Italian mathematician

Maria Adelaide Sneider (6 December 1937 – 1 May 1989) (also known as Maria Adelaide Sneider Ludovici, her second surname being "Ludovici") was an Italian mathematician working on numerical and mathematical analysis. She is known for her work on the theory of electrostatic capacities of non-smooth closed hypersurfaces: Apart from the development of precise estimates for the numerical approximation of the electrostatic capacity of the unit cube, this work also led her to give a rigorous proof of Green's identities for large classes of hypersurfaces with singularities, and later to develop an accurate mathematical analysis of the points effect.
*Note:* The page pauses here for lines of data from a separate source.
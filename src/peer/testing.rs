//! Scriptable peer link for tests.

use std::sync::Arc;
use std::sync::atomic::{AtomicBool, AtomicUsize, Ordering};

use async_trait::async_trait;
use parking_lot::Mutex;
use tokio::sync::{mpsc, watch};

use crate::error::{Error, Result};
use crate::protocol::{IceCandidate, IceServer, SessionDescription};
use crate::transport::WirePayload;

use super::link::{ChannelEvent, DataChannel, LinkState, PeerLink, PeerLinkFactory};

/// Far side of one data channel.
pub(crate) struct ChannelRemote {
    pub(crate) label: String,
    pub(crate) events: mpsc::UnboundedSender<ChannelEvent>,
    pub(crate) outgoing: mpsc::UnboundedReceiver<WirePayload>,
}

pub(crate) struct FakeLink {
    state: watch::Sender<LinkState>,
    local: Mutex<Option<SessionDescription>>,
    remote: Mutex<Option<SessionDescription>>,
    candidates: Mutex<Vec<IceCandidate>>,
    ice_servers: Mutex<Vec<IceServer>>,
    channels: mpsc::UnboundedSender<ChannelRemote>,
    fail_remote: AtomicBool,
    closed: AtomicBool,
    closes: AtomicUsize,
}

impl FakeLink {
    pub(crate) fn new() -> (Arc<Self>, mpsc::UnboundedReceiver<ChannelRemote>) {
        let (channels, rx) = mpsc::unbounded_channel();
        let (state, _) = watch::channel(LinkState::New);
        let link = Arc::new(Self {
            state,
            local: Mutex::new(None),
            remote: Mutex::new(None),
            candidates: Mutex::new(Vec::new()),
            ice_servers: Mutex::new(Vec::new()),
            channels,
            fail_remote: AtomicBool::new(false),
            closed: AtomicBool::new(false),
            closes: AtomicUsize::new(0),
        });
        (link, rx)
    }

    pub(crate) fn set_state(&self, state: LinkState) {
        self.state.send_replace(state);
    }

    pub(crate) fn reject_remote_description(&self) {
        self.fail_remote.store(true, Ordering::SeqCst);
    }

    pub(crate) fn local(&self) -> Option<SessionDescription> {
        self.local.lock().clone()
    }

    pub(crate) fn remote(&self) -> Option<SessionDescription> {
        self.remote.lock().clone()
    }

    pub(crate) fn candidates(&self) -> Vec<IceCandidate> {
        self.candidates.lock().clone()
    }

    pub(crate) fn ice_servers(&self) -> Vec<IceServer> {
        self.ice_servers.lock().clone()
    }

    pub(crate) fn close_count(&self) -> usize {
        self.closes.load(Ordering::SeqCst)
    }
}

#[async_trait]
impl PeerLink for FakeLink {
    async fn create_offer(&self) -> Result<SessionDescription> {
        Ok(SessionDescription::offer("v=0 fake-offer"))
    }

    async fn set_local_description(&self, description: SessionDescription) -> Result<()> {
        *self.local.lock() = Some(description);
        Ok(())
    }

    async fn set_remote_description(&self, description: SessionDescription) -> Result<()> {
        if self.fail_remote.load(Ordering::SeqCst) {
            return Err(Error::negotiation("remote description rejected"));
        }
        *self.remote.lock() = Some(description);
        Ok(())
    }

    async fn add_ice_candidate(&self, candidate: IceCandidate) -> Result<()> {
        self.candidates.lock().push(candidate);
        Ok(())
    }

    fn create_data_channel(&self, label: &str) -> Result<DataChannel> {
        let (outgoing, remote_outgoing) = mpsc::unbounded_channel();
        let (remote_events, events) = mpsc::unbounded_channel();
        let _ = self.channels.send(ChannelRemote {
            label: label.to_owned(),
            events: remote_events,
            outgoing: remote_outgoing,
        });
        Ok(DataChannel {
            label: label.to_owned(),
            outgoing,
            events,
        })
    }

    fn state(&self) -> watch::Receiver<LinkState> {
        self.state.subscribe()
    }

    fn is_closed(&self) -> bool {
        self.closed.load(Ordering::SeqCst)
    }

    fn close(&self) {
        self.closed.store(true, Ordering::SeqCst);
        self.closes.fetch_add(1, Ordering::SeqCst);
        self.state.send_replace(LinkState::Closed);
    }
}

/// Factory handing every link it creates to the test.
pub(crate) struct FakeFactory {
    links: mpsc::UnboundedSender<(Arc<FakeLink>, mpsc::UnboundedReceiver<ChannelRemote>)>,
    reject_remote: AtomicBool,
}

impl FakeFactory {
    pub(crate) fn new() -> (
        Self,
        mpsc::UnboundedReceiver<(Arc<FakeLink>, mpsc::UnboundedReceiver<ChannelRemote>)>,
    ) {
        let (links, rx) = mpsc::unbounded_channel();
        (
            Self {
                links,
                reject_remote: AtomicBool::new(false),
            },
            rx,
        )
    }

    pub(crate) fn reject_remote_descriptions(&self) {
        self.reject_remote.store(true, Ordering::SeqCst);
    }
}

impl PeerLinkFactory for FakeFactory {
    fn create(&self, ice_servers: &[IceServer]) -> Result<Arc<dyn PeerLink>> {
        let (link, channels) = FakeLink::new();
        *link.ice_servers.lock() = ice_servers.to_vec();
        if self.reject_remote.load(Ordering::SeqCst) {
            link.reject_remote_description();
        }
        let _ = self.links.send((Arc::clone(&link), channels));
        Ok(link)
    }
}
She is also known for her contributions to the Dirichlet problem for pluriharmonic functions on the unit sphere of $\mathbb{C}^n.$

==Work==

Gaetano and his former student Adelaide Sneider have done important work on capacity and in particular on the capacity of a cube and the corresponding potential fields.
— Walter K. Hayman, (Hayman 1993).

==Selected works==
- Sneider, Maria Adelaide (1969). "Sul cerchio minimo contenente tutti gli autovalori di un operatore integrale di Fredholm con nucleo in L^{2}".
- Sneider Ludovici, Maria Adelaide (1970). "Sulla capacità elettrostatica di una superficie chiusa". An accurate analysis of the problem of calculation of capacitances of surfaces with singularities.
- Sneider Ludovici, M. A. (1972). "Alcune osservazioni sulle formule di quadratura approssimata", is an analysis of the numerical performance of several one–dimensional quadrature formulas.
- Fichera, Gaetano (1974). "Distribution de la charge electrique dans le voisinage des sommets et des aretes d'un cube".
- Fichera, Gaetano (1976). "Trends in Applications of Pure Mathematics to Mechanics. A collection of papers presented at a conference at the University of Lecce, Italy, in May 1975".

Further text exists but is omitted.